_Excerpted data_:
//! The static catalog of deployable models.
//!
//! Each descriptor is compile-time data. Together they form the complete
//! whitelist of workloads the supervisor will launch.

use serde::Serialize;
use std::fmt;
use std::str::FromStr;
use studio_core::error::{ErrorKind, StudioError};

/// Hardware a model implementation targets.
#[derive(Debug, Clone, Copy, PartialEq, Eq, Hash, Serialize, serde::Deserialize)]
#[serde(rename_all = "lowercase")]
pub enum DeviceClass {
    Cpu,
    N150,
    N300,
    T3k,
}

impl DeviceClass {
    pub fn as_str(&self) -> &'static str {
        match self {
            DeviceClass::Cpu => "cpu",
            DeviceClass::N150 => "n150",
            DeviceClass::N300 => "n300",
            DeviceClass::T3k => "t3k",
        }
    }

    /// Mesh name passed to the inference server, if any.
    pub fn mesh_device(&self) -> Option<&'static str> {
        match self {
            DeviceClass::Cpu => None,
            DeviceClass::N150 => Some("N150"),
            DeviceClass::N300 => Some("N300"),
            DeviceClass::T3k => Some("T3K"),
        }
    }

    /// Host device nodes the container needs.
    pub fn devices(&self) -> &'static [&'static str] {
        match self {
            DeviceClass::Cpu => &[],
            _ => &["/dev/tenstorrent"],
        }
    }
}

impl fmt::Display for DeviceClass {
    fn fmt(&self, f: &mut fmt::Formatter<'_>) -> fmt::Result {
        f.write_str(self.as_str())
    }
}

impl FromStr for DeviceClass {
    type Err = StudioError;

    fn from_str(s: &str) -> Result<Self, Self::Err> {
        match s.to_ascii_lowercase().as_str() {
            "cpu" => Ok(DeviceClass::Cpu),
            "n150" => Ok(DeviceClass::N150),
            "n300" => Ok(DeviceClass::N300),
            "t3k" => Ok(DeviceClass::T3k),
            other => Err(StudioError::invalid_request(format!(
                "unknown device class '{other}'"
            ))),
        }
    }
}

/// What a deployed model serves.
#[derive(Debug, Clone, Copy, PartialEq, Eq, Serialize)]
#[serde(rename_all = "snake_case")]
pub enum ModelType {
    Chat,
    ObjectDetection,
    SpeechRecognition,
}

/// A fixed volume a model needs besides the cache and weights mounts.
#[derive(Debug, Clone, Copy, PartialEq, Eq, Serialize)]
pub struct StaticVolume {
    pub host: &'static str,
    pub container: &'static str,
    pub read_only: bool,
}

/// One deployable model implementation.
#[derive(Debug, Clone, Copy, PartialEq, Serialize)]
pub struct ModelDescriptor {
    pub id: &'static str,
    pub display_name: &'static str,
    pub image: &'static str,
    pub device: DeviceClass,
    pub model_type: ModelType,
    /// Hugging Face repository the server loads by default.
    pub hf_model_id: &'static str,
    pub volumes: &'static [StaticVolume],
    pub shm_size: i64,
    /// Port the server listens on inside the container.
    pub service_port: u16,
    /// Completion route, relative to the container root.
    pub route: &'static str,
}

impl ModelDescriptor {
    /// Docker-style port key for the service port.
    pub fn port_key(&self) -> String {
        format!("{}/tcp", self.service_port)
    }
}

/// Mount point of the model cache inside every container.
pub const CONTAINER_CACHE_ROOT: &str = "/home/container_app_user/cache_root";

/// Mount point of custom weights inside the container.
pub const CONTAINER_WEIGHTS_DIR: &str = "/home/container_app_user/model_weights";

const GIB: i64 = 1024 * 1024 * 1024;

const HUGEPAGES: StaticVolume = StaticVolume {
    host: "/dev/hugepages-1G",
    container: "/dev/hugepages-1G",
    read_only: false,
};

static CATALOG: &[ModelDescriptor] = &[
    ModelDescriptor {
        id: "echo",
        display_name: "Echo (test model)",
        image: "ghcr.io/tenstorrent/dummy_echo_model:v0.0.1",
        device: DeviceClass::Cpu,
        model_type: ModelType::Chat,
        hf_model_id: "",
        volumes: &[],
        shm_size: GIB,
        service_port: 7000,
        route: "/v1/chat/completions",
    },
    ModelDescriptor {
        id: "llama-3.1-8b-instruct-n150",
        display_name: "Llama-3.1-8B-Instruct",
        image: "ghcr.io/tenstorrent/tt-inference-server/vllm-tt-metal-src-release-ubuntu-22.04-amd64:0.0.4",
        device: DeviceClass::N150,
        model_type: ModelType::Chat,
        hf_model_id: "meta-llama/Llama-3.1-8B-Instruct",
        volumes: &[HUGEPAGES],
        shm_size: 32 * GIB,
        service_port: 7000,
        route: "/v1/chat/completions",
    },
    ModelDescriptor {
        id: "llama-3.1-70b-instruct-t3k",
        display_name: "Llama-3.1-70B-Instruct",
        image: "ghcr.io/tenstorrent/tt-inference-server/vllm-tt-metal-src-release-ubuntu-22.04-amd64:0.0.4",
        device: DeviceClass::T3k,
        model_type: ModelType::Chat,
        hf_model_id: "meta-llama/Llama-3.1-70B-Instruct",
        volumes: &[HUGEPAGES],
        shm_size: 32 * GIB,
        service_port: 7000,
        route: "/v1/chat/completions",
    },
    ModelDescriptor {
        id: "qwen2.5-7b-instruct-n300",
        display_name: "Qwen2.5-7B-Instruct",
        image: "ghcr.io/tenstorrent/tt-inference-server/vllm-tt-metal-src-release-ubuntu-22.04-amd64:0.0.4",
        device: DeviceClass::N300,
        model_type: ModelType::Chat,
        hf_model_id: "Qwen/Qwen2.5-7B-Instruct",
        volumes: &[HUGEPAGES],
        shm_size: 32 * GIB,
        service_port: 7000,
        route: "/v1/chat/completions",
    },
    ModelDescriptor {
        id: "yolov4-n150",
        display_name: "YOLOv4",
        image: "ghcr.io/tenstorrent/tt-inference-server/tt-metal-yolov4-src-base:v0.0.1",
        device: DeviceClass::N150,
        model_type: ModelType::ObjectDetection,
        hf_model_id: "",
        volumes: &[HUGEPAGES],
        shm_size: 8 * GIB,
        service_port: 7000,
        route: "/objdetection_v2",
    },
    ModelDescriptor {
        id: "whisper-distil-large-v3-n150",
        display_name: "Whisper distil-large-v3",
        image: "ghcr.io/tenstorrent/tt-inference-server/tt-metal-whisper-distil-large-v3-dev:v0.0.1",
        device: DeviceClass::N150,
        model_type: ModelType::SpeechRecognition,
        hf_model_id: "distil-whisper/distil-large-v3",
        volumes: &[HUGEPAGES],
        shm_size: 8 * GIB,
        service_port: 7000,
        route: "/inference",
    },
];

/// Read-only view over the model descriptors.
#[derive(Debug, Clone, Copy)]
pub struct ModelCatalog {
    models: &'static [ModelDescriptor],
}

impl Default for ModelCatalog {
    fn default() -> Self {
        Self { models: CATALOG }
    }
}

impl ModelCatalog {
    /// A catalog over a custom descriptor table (tests, alternate builds).
    pub fn from_static(models: &'static [ModelDescriptor]) -> Self {
        Self { models }
    }

    pub fn all(&self) -> &'static [ModelDescriptor] {
        self.models
    }

    pub fn get(&self, id: &str) -> Option<&'static ModelDescriptor> {
        self.models.iter().find(|m| m.id == id)
    }

    /// Look up a model or fail with `unknown_model`.
    pub fn require(&self, id: &str) -> Result<&'static ModelDescriptor, StudioError> {
        self.get(id).ok_or_else(|| {
            StudioError::new(ErrorKind::UnknownModel, format!("model '{id}' is not deployable"))
        })
    }
}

_The problem_: Which of the lines above carry the string "needs"? Pick them out and copy them.

_Task output_:
    /// Host device nodes the container needs.
/// A fixed volume a model needs besides the cache and weights mounts.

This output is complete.